Before I make my case let us consider some of the criticisms of the Graham Rule, which says that men should not be alone with women who are not their wives. One argument says that the rule is unfair to women since it segregates them from the same pastoral care that men receive.
It was announced this week that another pastor was recently removed from ministry. It has happened before and, sadly, it will happen again. As I write, a series of cases are running through my mind but one of the themes that unites them is that ministers put themselves in jeopardy by making foolish choices. Before I make my case let us consider some of the criticisms of the Graham Rule, which says that men should not be alone with women who are not their wives. One argument says that the rule is unfair to women since it segregates them from the same pastoral care that men receive. It also is criticized as impractical since, in late-modern life, men and women frequently work together as colleagues including private meetings, dinners, etc. A third criticism is that it tends to cast females as seductresses. Fourth, and finally for our purposes, it is criticized for misidentifying the problem, which is said not to be men being alone with women but in the heart. If men’s hearts are pure, then there is no reason why men and women should not be able to meet privately.
Before responding to the criticisms let us consider one of the situations that has led to the end of otherwise productive pastoral ministries. A pastor, who is happily married, is contacted for counseling by a woman who complains that her husband is abusive. They meet first by telephone, then by video chat, then personally. After a couple of months, however, they begin having an affair. It is discovered and the consequences to the woman’s family are as destructive as they are for the pastor. Consider the young pastor who, in his first real counseling session, meets with a young wife, whose husband was neglectful, and, as it turns out, having an affair with his secretary. It is an emotional meeting. The pastor feels empathy for the woman. She is crying. He is crying. It might lead to something untoward—it does not—not for sexual but for emotional reasons. Almost as soon as the meeting is over the pastor realizes how foolish he had been, how easily things might have spun out of control. Thereafter, he resolves never to meet alone with another female, never to place himself and a woman in such jeopardy.

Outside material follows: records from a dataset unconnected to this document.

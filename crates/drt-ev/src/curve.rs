//! Charging-power curves.
//!
//! A curve is four calibration points `A, B, C, D` of (relative state of
//! charge, relative rate in C).  Between points the rate is linear, so the
//! curve has three segments: a ramp-up `A–B`, a plateau `B–C` and a taper
//! `C–D`.  Curves are immutable and shared through `Arc` by every vehicle of
//! the same model.

use std::collections::BTreeMap;
use std::sync::Arc;

use crate::{EvError, EvResult};

/// One calibration point of a [`ChargingCurve`].
#[derive(Copy, Clone, Debug, PartialEq)]
#[cfg_attr(feature = "serde", derive(serde::Serialize, serde::Deserialize))]
pub struct CurvePoint {
    /// Relative state of charge in `[0, 1]`.
    pub soc: f64,
    /// Charging rate in C.
    pub rate: f64,
}

impl CurvePoint {
    pub const fn new(soc: f64, rate: f64) -> Self {
        Self { soc, rate }
    }
}

/// A validated four-point charging curve.
#[derive(Clone, Debug, PartialEq)]
#[cfg_attr(feature = "serde", derive(serde::Serialize, serde::Deserialize))]
pub struct ChargingCurve {
    name: String,
    points: [CurvePoint; 4],
}

impl ChargingCurve {
    /// Validate and build a curve.
    ///
    /// Requirements: the first point sits at SoC 0 and the last at SoC 1,
    /// SoC is non-decreasing, the first and last rates are strictly
    /// positive, rates are never negative, and no segment has zero rate at
    /// both ends (it could never be charged through).
    pub fn new(name: impl Into<String>, points: [CurvePoint; 4]) -> EvResult<Self> {
        let name = name.into();
        let bad = |msg: String| Err(EvError::InvalidCurve(format!("{name}: {msg}")));

        if points.iter().any(|p| !p.soc.is_finite() || !p.rate.is_finite()) {
            return bad("non-finite calibration point".into());
        }
        if points[0].soc != 0.0 || points[3].soc != 1.0 {
            return bad(format!(
                "curve must span SoC 0..1, got {}..{}",
                points[0].soc, points[3].soc
            ));
        }
        if points.windows(2).any(|w| w[1].soc < w[0].soc) {
            return bad("SoC of calibration points must be non-decreasing".into());
        }
        if points.iter().any(|p| p.rate < 0.0) {
            return bad("negative charging rate".into());
        }
        if points[0].rate <= 0.0 || points[3].rate <= 0.0 {
            return bad("first and last rates must be positive".into());
        }
        if points.windows(2).any(|w| w[0].rate == 0.0 && w[1].rate == 0.0 && w[1].soc > w[0].soc) {
            return bad("a segment with zero rate at both ends can never be charged through".into());
        }
        Ok(Self { name, points })
    }

    /// Tesla-style curve: fast ramp to 1.5 C, plateau to 50 %, long taper.
    pub fn tesla() -> Self {
        Self {
            name: "tesla".into(),
            points: [
                CurvePoint::new(0.0, 0.75),
                CurvePoint::new(0.15, 1.5),
                CurvePoint::new(0.5, 1.5),
                CurvePoint::new(1.0, 0.05),
            ],
        }
    }

    /// Nissan-Leaf-style curve: plateau at 1.75 C from 10 % to 60 %.
    pub fn nissan_leaf() -> Self {
        Self {
            name: "nissan_leaf".into(),
            points: [
                CurvePoint::new(0.0, 0.75),
                CurvePoint::new(0.1, 1.75),
                CurvePoint::new(0.6, 1.75),
                CurvePoint::new(1.0, 0.05),
            ],
        }
    }

    pub fn name(&self) -> &str {
        &self.name
    }

    pub fn points(&self) -> &[CurvePoint; 4] {
        &self.points
    }

    /// Nominal rate in C at relative SoC `s` (clamped to `[0, 1]`).
    pub fn rate_at(&self, s: f64) -> f64 {
        let s = s.clamp(0.0, 1.0);
        for w in self.points.windows(2) {
            let (a, b) = (w[0], w[1]);
            if s <= b.soc {
                if b.soc <= a.soc {
                    return b.rate;
                }
                return a.rate + (b.rate - a.rate) * (s - a.soc) / (b.soc - a.soc);
            }
        }
        self.points[3].rate
    }
}

// ── CurveRegistry ─────────────────────────────────────────────────────────────

/// Curve identity → shared curve.  Seeded with the built-in presets.
#[derive(Clone, Debug)]
pub struct CurveRegistry {
    curves: BTreeMap<String, Arc<ChargingCurve>>,
}

impl CurveRegistry {
    /// A registry holding `tesla` and `nissan_leaf`.
    pub fn with_presets() -> Self {
        let mut reg = Self { curves: BTreeMap::new() };
        reg.insert(ChargingCurve::tesla());
        reg.insert(ChargingCurve::nissan_leaf());
        reg
    }

    /// Register (or replace) a curve under its own name.
    pub fn insert(&mut self, curve: ChargingCurve) -> Arc<ChargingCurve> {
        let curve = Arc::new(curve);
        self.curves.insert(curve.name().to_owned(), Arc::clone(&curve));
        curve
    }

    pub fn get(&self, name: &str) -> EvResult<Arc<ChargingCurve>> {
        self.curves
            .get(name)
            .cloned()
            .ok_or_else(|| EvError::UnknownCurve(name.to_owned()))
    }

    pub fn names(&self) -> impl Iterator<Item = &str> {
        self.curves.keys().map(String::as_str)
    }
}

impl Default for CurveRegistry {
    fn default() -> Self {
        Self::with_presets()
    }
}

Similar cases could be multiplied. Pastors know that what I am saying is true. It is a matter of wisdom. A now-deceased pastor friend confessed to me in his 60s, “I used to be more selective about the women I find attractive. Now they all seem attractive to me.” Men who pastor are still men. They become pastors because they become convinced that they have an internal call to ministry and that sense of calling is confirmed by an external call from the church. Most of the time, pastors are moved with compassion for those with whom they come into contact. Pastoral ministry is a helping vocation. Listening to people confess their sins, fears, and struggles necessarily creates a kind of intimacy. We hear people’s darkest experiences and fears. Hearing those things does not move one to compassion, sympathy, and empathy, one probably should not be in ministry.
Here is the problem: the line between empathy can become blurry very quickly for a variety of reasons. God only calls sinners to pastoral ministry, which is often a demanding, high-stress vocation. The pastor’s marriage can too often become one of the casualties of ministry. What happens when the pastor’s marriage is not perfect, when he and his wife just had an argument because he had an emergency hospital call last night and now a counseling meeting this morning? When is he going to have time for her and for the children? After the counseling session, the female counselee reaches out to touch the pastor’s hand softly to say thanks for meeting with her and for listening to her so attentively—something her “slob of husband” never seems to do—and there’s a little electricity, a spark. There is an understanding look, a glance, a connection. Nothing happens right away, but as he goes back to his home office he thinks about that moment and so does she. We know how this story ends.